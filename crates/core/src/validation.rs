//! Per-field input validation.
//!
//! Each function checks one raw value against one field constraint and returns the
//! validated form. Failures are reported as [`PatientError::Validation`] carrying the
//! field name, so callers can tell the user exactly what to correct.
//!
//! The one cross-field rule, a finite BMI, is checked by `PatientFields::new`.

use crate::constants::{MAX_AGE_EXCLUSIVE, MIN_AGE_EXCLUSIVE};
use crate::{PatientError, PatientResult};
use pms_types::{Gender, NonEmptyText};

/// Takes a field value that must be present.
///
/// # Errors
///
/// Returns `PatientError::Validation` if `value` is `None`.
pub fn require<T>(field: &'static str, value: Option<T>) -> PatientResult<T> {
    value.ok_or_else(|| PatientError::validation(field, "field required"))
}

/// Validates a free-text field such as `name` or `city`.
///
/// # Errors
///
/// Returns `PatientError::Validation` if the value is empty after trimming.
pub fn validate_text(field: &'static str, value: &str) -> PatientResult<NonEmptyText> {
    NonEmptyText::new(value).map_err(|e| PatientError::validation(field, e.to_string()))
}

/// Validates `age`, which must lie strictly between 0 and 120.
///
/// # Errors
///
/// Returns `PatientError::Validation` if the age is out of range.
pub fn validate_age(value: i64) -> PatientResult<u8> {
    if value <= MIN_AGE_EXCLUSIVE || value >= MAX_AGE_EXCLUSIVE {
        return Err(PatientError::validation(
            "age",
            format!(
                "must be greater than {} and less than {}, got {}",
                MIN_AGE_EXCLUSIVE, MAX_AGE_EXCLUSIVE, value
            ),
        ));
    }

    u8::try_from(value).map_err(|e| PatientError::validation("age", e.to_string()))
}

/// Validates a body measurement (`height` in metres or `weight` in kilograms).
///
/// # Errors
///
/// Returns `PatientError::Validation` if the value is not a finite number above zero.
pub fn validate_measure(field: &'static str, value: f64) -> PatientResult<f64> {
    if !value.is_finite() {
        return Err(PatientError::validation(field, "must be a finite number"));
    }
    if value <= 0.0 {
        return Err(PatientError::validation(
            field,
            format!("must be greater than 0, got {}", value),
        ));
    }
    Ok(value)
}

/// Validates `gender` against its wire spelling.
///
/// # Errors
///
/// Returns `PatientError::Validation` if the value is not `male`, `female` or `others`.
pub fn validate_gender(value: &str) -> PatientResult<Gender> {
    value
        .parse::<Gender>()
        .map_err(|e| PatientError::validation("gender", e.to_string()))
}
//! Request and response bodies.
//!
//! Request bodies reject unknown keys, which keeps callers from supplying `bmi`, `verdict`
//! or (on update) `id`.

use serde::{Deserialize, Serialize};
use utoipa::{IntoParams, ToSchema};

/// Liveness response.
#[derive(Clone, Debug, PartialEq, Serialize, Deserialize, ToSchema)]
pub struct HealthRes {
    pub ok: bool,
    pub message: String,
}

/// Plain informational or confirmation message.
#[derive(Clone, Debug, PartialEq, Serialize, Deserialize, ToSchema)]
pub struct MessageRes {
    #[schema(example = "Patient created successfully")]
    pub message: String,
}

impl MessageRes {
    pub fn new(message: impl Into<String>) -> Self {
        Self {
            message: message.into(),
        }
    }
}

/// Error body returned with every non-2xx status.
#[derive(Clone, Debug, PartialEq, Serialize, Deserialize, ToSchema)]
pub struct ErrorRes {
    #[schema(example = "Patient not found")]
    pub detail: String,
}

/// Body of `POST /create`.
#[derive(Clone, Debug, PartialEq, Serialize, Deserialize, ToSchema)]
#[serde(deny_unknown_fields)]
pub struct CreatePatientReq {
    /// ID of the patient
    #[schema(example = "P001")]
    pub id: String,
    /// Name of the patient
    pub name: String,
    /// City of the patient
    pub city: String,
    /// Age of the patient, 1 to 119
    #[schema(example = 30)]
    pub age: i64,
    /// One of `male`, `female`, `others`
    #[schema(example = "male")]
    pub gender: String,
    /// Height in metres
    #[schema(example = 1.75)]
    pub height: f64,
    /// Weight in kilograms
    #[schema(example = 70.0)]
    pub weight: f64,
}

/// Body of `PUT /edit/{id}`. Absent or null fields are left unchanged.
#[derive(Clone, Debug, Default, PartialEq, Serialize, Deserialize, ToSchema)]
#[serde(default, deny_unknown_fields)]
pub struct UpdatePatientReq {
    pub name: Option<String>,
    pub city: Option<String>,
    pub age: Option<i64>,
    pub gender: Option<String>,
    pub height: Option<f64>,
    pub weight: Option<f64>,
}

/// A patient with derived BMI and verdict.
///
/// Records written by this service carry every field. A record from an older store file
/// may lack some; absent values are omitted, and `bmi`/`verdict` need height and weight.
#[derive(Clone, Debug, PartialEq, Serialize, Deserialize, ToSchema)]
pub struct PatientRes {
    pub id: String,
    #[serde(skip_serializing_if = "Option::is_none")]
    pub name: Option<String>,
    #[serde(skip_serializing_if = "Option::is_none")]
    pub city: Option<String>,
    #[serde(skip_serializing_if = "Option::is_none")]
    pub age: Option<u8>,
    #[serde(skip_serializing_if = "Option::is_none")]
    pub gender: Option<String>,
    #[serde(skip_serializing_if = "Option::is_none")]
    pub height: Option<f64>,
    #[serde(skip_serializing_if = "Option::is_none")]
    pub weight: Option<f64>,
    #[schema(example = 22.86)]
    #[serde(skip_serializing_if = "Option::is_none")]
    pub bmi: Option<f64>,
    #[schema(example = "Normal")]
    #[serde(skip_serializing_if = "Option::is_none")]
    pub verdict: Option<String>,
}

/// Every patient keyed by id, serialised as a JSON object in collection order.
#[derive(Clone, Debug, Default, PartialEq, ToSchema)]
pub struct PatientMapRes(#[schema(value_type = Object)] pub Vec<PatientRes>);

impl Serialize for PatientMapRes {
    fn serialize<S>(&self, serializer: S) -> Result<S::Ok, S::Error>
    where
        S: serde::Serializer,
    {
        use serde::ser::SerializeMap;

        let mut map = serializer.serialize_map(Some(self.0.len()))?;
        for patient in &self.0 {
            map.serialize_entry(&patient.id, patient)?;
        }
        map.end()
    }
}

/// Query string of `GET /sort`.
#[derive(Clone, Debug, PartialEq, Deserialize, IntoParams)]
#[into_params(parameter_in = Query)]
pub struct SortQuery {
    /// Sort by `height`, `weight` or `bmi`
    pub sort_by: String,
    /// Sort order: `asc` (default) or `desc`
    pub order: Option<String>,
}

......

● YOUR ASSIGNMENT
In the listing, find every line with the word "Request" and return it.

● EXERCISE RESPONSE
//! Request and response bodies.
//! Request bodies reject unknown keys, which keeps callers from supplying `bmi`, `verdict`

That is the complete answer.